Being involved in a physical fitness plan is another important component to maintaining one’s health. This plan should consist of at least two major components. Specifically, one type of exercise to increase the cardiovascular level combined with exercises that stimulate the body’s muscles.

Beginning Steps

Undergoing a physical fitness test is important before beginning any physical fitness program. This can be accomplished at a medical office or can be conducted at professional health center.

Ascertaining the level of physical fitness of the individual, their stamina and the strength of the cardiovascular system is the purpose of this process. An appropriate physical fitness plan can be developed to match the physical capabilities of the individual, based on the results.

Stimulating The Cardiovascular System

Increasing the stamina of the cardiovascular system is one of the key elements of a quality physical fitness plan. The cardiovascular system consists of the heart and lungs.

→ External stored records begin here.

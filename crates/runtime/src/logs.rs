//! In-process log hub.
//!
//! Structured log records (including downstream stderr lines mirrored by
//! the launcher) are fanned out over a lossy broadcast channel so the
//! control plane can serve `StreamLogs` without back-pressuring the
//! emitters. Slow consumers observe `RecvError::Lagged` and a global drop
//! counter increments.

use std::sync::atomic::{AtomicU64, Ordering};
use std::sync::Arc;

use chrono::{DateTime, Utc};
use serde::Serialize;
use tokio::sync::broadcast;

/// Log severity, ordered so `level >= min_level` filtering works.
#[derive(Debug, Clone, Copy, Serialize, PartialEq, Eq, PartialOrd, Ord)]
#[serde(rename_all = "lowercase")]
pub enum LogLevel {
    Debug,
    Info,
    Warn,
    Error,
}

impl LogLevel {
    pub fn parse(s: &str) -> Option<LogLevel> {
        match s.to_ascii_lowercase().as_str() {
            "debug" => Some(LogLevel::Debug),
            "info" => Some(LogLevel::Info),
            "warn" | "warning" => Some(LogLevel::Warn),
            "error" => Some(LogLevel::Error),
            _ => None,
        }
    }
}

/// One structured log record.
#[derive(Debug, Clone, Serialize)]
pub struct LogRecord {
    pub ts: DateTime<Utc>,
    pub level: LogLevel,
    /// Where the record came from: `gateway` or `downstream`.
    pub log_source: &'static str,
    /// Stream tag for downstream records (`stderr`).
    #[serde(skip_serializing_if = "Option::is_none")]
    pub stream: Option<&'static str>,
    /// Spec key of the downstream the record belongs to, if any.
    #[serde(skip_serializing_if = "Option::is_none")]
    pub server_type: Option<String>,
    pub message: String,
}

impl LogRecord {
    pub fn gateway(level: LogLevel, message: impl Into<String>) -> Self {
        Self {
            ts: Utc::now(),
            level,
            log_source: "gateway",
            stream: None,
            server_type: None,
            message: message.into(),
        }
    }

    pub fn downstream_stderr(server_type: impl Into<String>, line: impl Into<String>) -> Self {
        Self {
            ts: Utc::now(),
            level: LogLevel::Info,
            log_source: "downstream",
            stream: Some("stderr"),
            server_type: Some(server_type.into()),
            message: line.into(),
        }
    }
}

/// Lossy fan-out of log records.
#[derive(Clone)]
pub struct LogHub {
    tx: broadcast::Sender<Arc<LogRecord>>,
    dropped: Arc<AtomicU64>,
    /// Recent records retained for the diagnostics export bundle.
    recent: Arc<parking_lot::Mutex<std::collections::VecDeque<Arc<LogRecord>>>>,
    recent_cap: usize,
}

impl LogHub {
    pub fn new(capacity: usize) -> Self {
        let (tx, _rx) = broadcast::channel(capacity.max(16));
        Self {
            tx,
            dropped: Arc::new(AtomicU64::new(0)),
            recent: Arc::new(parking_lot::Mutex::new(std::collections::VecDeque::new())),
            recent_cap: 256,
        }
    }

    pub fn publish(&self, record: LogRecord) {
        let record = Arc::new(record);
        {
            let mut recent = self.recent.lock();
            if recent.len() == self.recent_cap {
                recent.pop_front();
            }
            recent.push_back(record.clone());
        }
        if self.tx.send(record).is_err() {
            // No subscribers; the record still lands in `recent`.
            self.dropped.fetch_add(1, Ordering::Relaxed);
        }
    }

    pub fn subscribe(&self) -> broadcast::Receiver<Arc<LogRecord>> {
        self.tx.subscribe()
    }

    /// The most recent records, oldest first.
    pub fn recent(&self, limit: usize) -> Vec<Arc<LogRecord>> {
        let recent = self.recent.lock();
        let skip = recent.len().saturating_sub(limit);
        recent.iter().skip(skip).cloned().collect()
    }

    pub fn dropped(&self) -> u64 {
        self.dropped.load(Ordering::Relaxed)
    }
}

impl Default for LogHub {
    fn default() -> Self {
        Self::new(1024)
    }
}

#[cfg(test)]
mod tests {
    use super::*;

    #[test]
    fn level_ordering_supports_min_filtering() {
        assert!(LogLevel::Error > LogLevel::Warn);
        assert!(LogLevel::Warn > LogLevel::Info);
        assert!(LogLevel::Info > LogLevel::Debug);
        assert_eq!(LogLevel::parse("WARNING"), Some(LogLevel::Warn));
        assert_eq!(LogLevel::parse("trace"), None);
    }

    #[tokio::test]
    async fn publish_reaches_subscriber() {
        let hub = LogHub::new(16);
        let mut rx = hub.subscribe();
        hub.publish(LogRecord::gateway(LogLevel::Info, "hello"));
        let record = rx.recv().await.unwrap();
        assert_eq!(record.message, "hello");
        assert_eq!(record.log_source, "gateway");
    }

    #[test]
    fn recent_keeps_latest() {
        let hub = LogHub::new(16);
        for i in 0..300 {
            hub.publish(LogRecord::gateway(LogLevel::Debug, format!("m{i}")));
        }
        let recent = hub.recent(10);
        assert_eq!(recent.len(), 10);
        assert_eq!(recent.last().unwrap().message, "m299");
    }

    #[test]
    fn downstream_record_carries_tags() {
        let record = LogRecord::downstream_stderr("abc123", "boom");
        assert_eq!(record.log_source, "downstream");
        assert_eq!(record.stream, Some("stderr"));
        assert_eq!(record.server_type.as_deref(), Some("abc123"));
    }
}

The purpose of this stimulation is to strengthen the heart muscle and to work the lungs which in turn will provide an increased supply of oxygenated blood throughout the blood stream. This is in turn will have a positive effect on all organs within the body.

Swimming, aggressive walking, bicycling and running are examples of a sound physical fitness plan that will accomplish this goal.

Exercising The Muscles

Giving attention to the muscles of the body is another important aspect of a good physical fitness plan. This is important because the muscles of the body not only allow you to move, but support the skeletal framework

Examples of exercises that accomplish this goal include weight lifting, resistance exercises, swimming, biking, etc. Furthermore, a physical fitness plan that includes concentration on the muscles should be done on a regular basis. In addition, if utilizing weights, it is not necessary to lift large amounts of weight, just more repetitions of less weight. This is especially true as the body ages.

For example if weights are chosen the upper body muscles can be exercised Monday, Wednesday and Friday. Additionally, the lower body muscles can be worked on Tuesday, Thursday and Saturday.